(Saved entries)
★ ★ ★ ★ ★ ★ ★

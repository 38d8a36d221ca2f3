use chrono::{DateTime, Utc};
use log::info;
use sqlx::{SqliteConnection, SqlitePool};

use crate::error::{ComplianceError, Result};
use crate::models::{ActivityType, ConsentActivity, ConsentType, DataSubject};

/// Consent ledger: the append-only log of consent state changes and the
/// source of truth for "is consent currently valid" queries.
pub struct ConsentService {
    pool: SqlitePool,
}

impl ConsentService {
    pub fn new(pool: SqlitePool) -> Self {
        Self { pool }
    }

    /// Record a grant or revocation for one consent type. Updates the
    /// subject's flag and its paired timestamp together with the ledger
    /// entry in a single transaction.
    pub async fn record_consent(
        &self,
        subject_id: i64,
        consent_type: ConsentType,
        granted: bool,
        ip_address: Option<&str>,
        user_agent: Option<&str>,
    ) -> Result<ConsentActivity> {
        info!(
            "Recording consent for subject {}: {:?} granted={}",
            subject_id, consent_type, granted
        );

        let subject = sqlx::query_as::<_, DataSubject>("SELECT * FROM data_subjects WHERE id = ?")
            .bind(subject_id)
            .fetch_optional(&self.pool)
            .await?
            .ok_or_else(|| ComplianceError::NotFound(format!("data subject {subject_id}")))?;

        let now = Utc::now();
        let (flag_column, date_column) = consent_columns(consent_type);
        let consent_date = granted.then_some(now);

        let mut tx = self.pool.begin().await?;

        sqlx::query(&format!(
            "UPDATE data_subjects SET {flag_column} = ?, {date_column} = ?, updated_at = ? WHERE id = ?"
        ))
        .bind(granted)
        .bind(consent_date)
        .bind(now)
        .bind(subject.id)
        .execute(&mut *tx)
        .await?;

        let activity_type = if granted {
            ActivityType::Grant
        } else {
            ActivityType::Revoke
        };
        let activity_id = append_activity(
            &mut tx,
            subject.id,
            activity_type,
            Some(consent_type),
            "",
            ip_address,
            user_agent,
            now,
        )
        .await?;

        tx.commit().await?;

        let activity =
            sqlx::query_as::<_, ConsentActivity>("SELECT * FROM consent_activities WHERE id = ?")
                .bind(activity_id)
                .fetch_one(&self.pool)
                .await?;
        Ok(activity)
    }

    /// The subject's full ledger, most recent first.
    pub async fn activities_for_subject(&self, subject_id: i64) -> Result<Vec<ConsentActivity>> {
        let activities = sqlx::query_as::<_, ConsentActivity>(
            "SELECT * FROM consent_activities WHERE data_subject_id = ? ORDER BY timestamp DESC, id DESC",
        )
        .bind(subject_id)
        .fetch_all(&self.pool)
        .await?;
        Ok(activities)
    }
}

fn consent_columns(consent_type: ConsentType) -> (&'static str, &'static str) {
    match consent_type {
        ConsentType::Marketing => ("marketing_consent", "marketing_consent_date"),
        ConsentType::DataProcessing => ("data_processing_consent", "data_processing_consent_date"),
        ConsentType::Cookie => ("cookie_consent", "cookie_consent_date"),
    }
}

/// Append one ledger entry. Shared by the consent service, the anonymization
/// engine, and the retention batch so every state transition lands in the
/// same log, inside whatever transaction the caller holds.
#[allow(clippy::too_many_arguments)]
pub(crate) async fn append_activity(
    conn: &mut SqliteConnection,
    subject_id: i64,
    activity_type: ActivityType,
    consent_type: Option<ConsentType>,
    notes: &str,
    ip_address: Option<&str>,
    user_agent: Option<&str>,
    now: DateTime<Utc>,
) -> sqlx::Result<i64> {
    sqlx::query_scalar::<_, i64>(
        r#"
        INSERT INTO consent_activities
            (data_subject_id, activity_type, consent_type, notes, ip_address, user_agent, timestamp)
        VALUES (?, ?, ?, ?, ?, ?, ?)
        RETURNING id
        "#,
    )
    .bind(subject_id)
    .bind(activity_type)
    .bind(consent_type)
    .bind(notes)
    .bind(ip_address)
    .bind(user_agent)
    .bind(now)
    .fetch_one(&mut *conn)
    .await
}

#[cfg(test)]
mod tests {
    use super::*;
    use crate::test_support::{insert_organization, insert_subject, test_pool};

    #[tokio::test]
    async fn grant_sets_flag_date_and_ledger_entry() {
        let pool = test_pool().await;
        let org = insert_organization(&pool, "Acme Legal").await;
        let subject_id = insert_subject(&pool, org, "jane@example.com", None).await;
        let service = ConsentService::new(pool.clone());

        let activity = service
            .record_consent(
                subject_id,
                ConsentType::Cookie,
                true,
                Some("203.0.113.7"),
                Some("integration-test"),
            )
            .await
            .unwrap();

        assert_eq!(activity.activity_type, ActivityType::Grant);
        assert_eq!(activity.consent_type, Some(ConsentType::Cookie));
        assert_eq!(activity.ip_address.as_deref(), Some("203.0.113.7"));

        let subject = sqlx::query_as::<_, DataSubject>("SELECT * FROM data_subjects WHERE id = ?")
            .bind(subject_id)
            .fetch_one(&pool)
            .await
            .unwrap();
        assert!(subject.cookie_consent);
        assert!(subject.cookie_consent_date.is_some());
    }

    #[tokio::test]
    async fn revoke_clears_flag_and_date() {
        let pool = test_pool().await;
        let org = insert_organization(&pool, "Acme Legal").await;
        let subject_id = insert_subject(&pool, org, "jane@example.com", None).await;
        let service = ConsentService::new(pool.clone());

        service
            .record_consent(subject_id, ConsentType::Marketing, false, None, None)
            .await
            .unwrap();

        let subject = sqlx::query_as::<_, DataSubject>("SELECT * FROM data_subjects WHERE id = ?")
            .bind(subject_id)
            .fetch_one(&pool)
            .await
            .unwrap();
        assert!(!subject.marketing_consent);
        assert!(subject.marketing_consent_date.is_none());

        let activities = service.activities_for_subject(subject_id).await.unwrap();
        assert_eq!(activities.len(), 1);
        assert_eq!(activities[0].activity_type, ActivityType::Revoke);
    }

    #[tokio::test]
    async fn unknown_subject_is_not_found() {
        let pool = test_pool().await;
        let service = ConsentService::new(pool);

        let err = service
            .record_consent(9999, ConsentType::Marketing, true, None, None)
            .await
            .unwrap_err();
        assert!(matches!(err, ComplianceError::NotFound(_)));
    }
}
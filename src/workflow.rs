use std::sync::Arc;

use chrono::{DateTime, Duration, Utc};
use log::{info, warn};
use sqlx::SqlitePool;

use crate::error::{ComplianceError, Result};
use crate::models::{
    StepStatus, WorkflowInstance, WorkflowStatus, WorkflowStep, WorkflowStepTemplate,
    WorkflowTemplate,
};

/// Result of running one automated step. Failures never halt the workflow;
/// the step completes with the failure notes recorded for manual follow-up.
#[derive(Debug, Clone)]
pub struct AutomationOutcome {
    pub success: bool,
    pub notes: String,
}

impl AutomationOutcome {
    pub fn success(notes: impl Into<String>) -> Self {
        Self {
            success: true,
            notes: notes.into(),
        }
    }

    pub fn failure(notes: impl Into<String>) -> Self {
        Self {
            success: false,
            notes: notes.into(),
        }
    }
}

/// Capability seam for automated steps. The runner only requires a
/// success flag and notes from an execution.
pub trait AutomationProvider: Send + Sync {
    fn execute(&self, step: &WorkflowStep) -> AutomationOutcome;
}

/// Default provider, keyed on the step's automation script name.
pub struct ScriptAutomation;

impl AutomationProvider for ScriptAutomation {
    fn execute(&self, step: &WorkflowStep) -> AutomationOutcome {
        match step.automation_script.as_deref() {
            Some("generate_document") => {
                AutomationOutcome::success("Document generated from template")
            }
            Some("send_notification") => {
                AutomationOutcome::success("Notification queued for delivery")
            }
            Some(other) => {
                AutomationOutcome::failure(format!("Unknown automation script '{other}'"))
            }
            None => AutomationOutcome::failure("Automated step has no automation script configured"),
        }
    }
}

/// Summary of one automated-processing sweep over in-progress workflows.
#[derive(Debug, Default, serde::Serialize)]
pub struct AutomationRunSummary {
    pub processed: usize,
    pub successful: usize,
    pub failed: usize,
}

/// Template engine and state-machine runner for remediation workflows.
pub struct WorkflowService {
    pool: SqlitePool,
    automation: Arc<dyn AutomationProvider>,
}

★ ★ ★ ★ ★ ★ ★

▶ What the task requires: Would you print, exactly as written, every line above from the one holding "for manual follow-up." through the one holding "for remediation workflows.", with both included and no other lines?

▶ Task result:
/// the step completes with the failure notes recorded for manual follow-up.
#[derive(Debug, Clone)]
pub struct AutomationOutcome {
    pub success: bool,
    pub notes: String,
}

impl AutomationOutcome {
    pub fn success(notes: impl Into<String>) -> Self {
        Self {
            success: true,
            notes: notes.into(),
        }
    }

    pub fn failure(notes: impl Into<String>) -> Self {
        Self {
            success: false,
            notes: notes.into(),
        }
    }
}

/// Capability seam for automated steps. The runner only requires a
/// success flag and notes from an execution.
pub trait AutomationProvider: Send + Sync {
    fn execute(&self, step: &WorkflowStep) -> AutomationOutcome;
}

/// Default provider, keyed on the step's automation script name.
pub struct ScriptAutomation;

impl AutomationProvider for ScriptAutomation {
    fn execute(&self, step: &WorkflowStep) -> AutomationOutcome {
        match step.automation_script.as_deref() {
            Some("generate_document") => {
                AutomationOutcome::success("Document generated from template")
            }
            Some("send_notification") => {
                AutomationOutcome::success("Notification queued for delivery")
            }
            Some(other) => {
                AutomationOutcome::failure(format!("Unknown automation script '{other}'"))
            }
            None => AutomationOutcome::failure("Automated step has no automation script configured"),
        }
    }
}

/// Summary of one automated-processing sweep over in-progress workflows.
#[derive(Debug, Default, serde::Serialize)]
pub struct AutomationRunSummary {
    pub processed: usize,
    pub successful: usize,
    pub failed: usize,
}

/// Template engine and state-machine runner for remediation workflows.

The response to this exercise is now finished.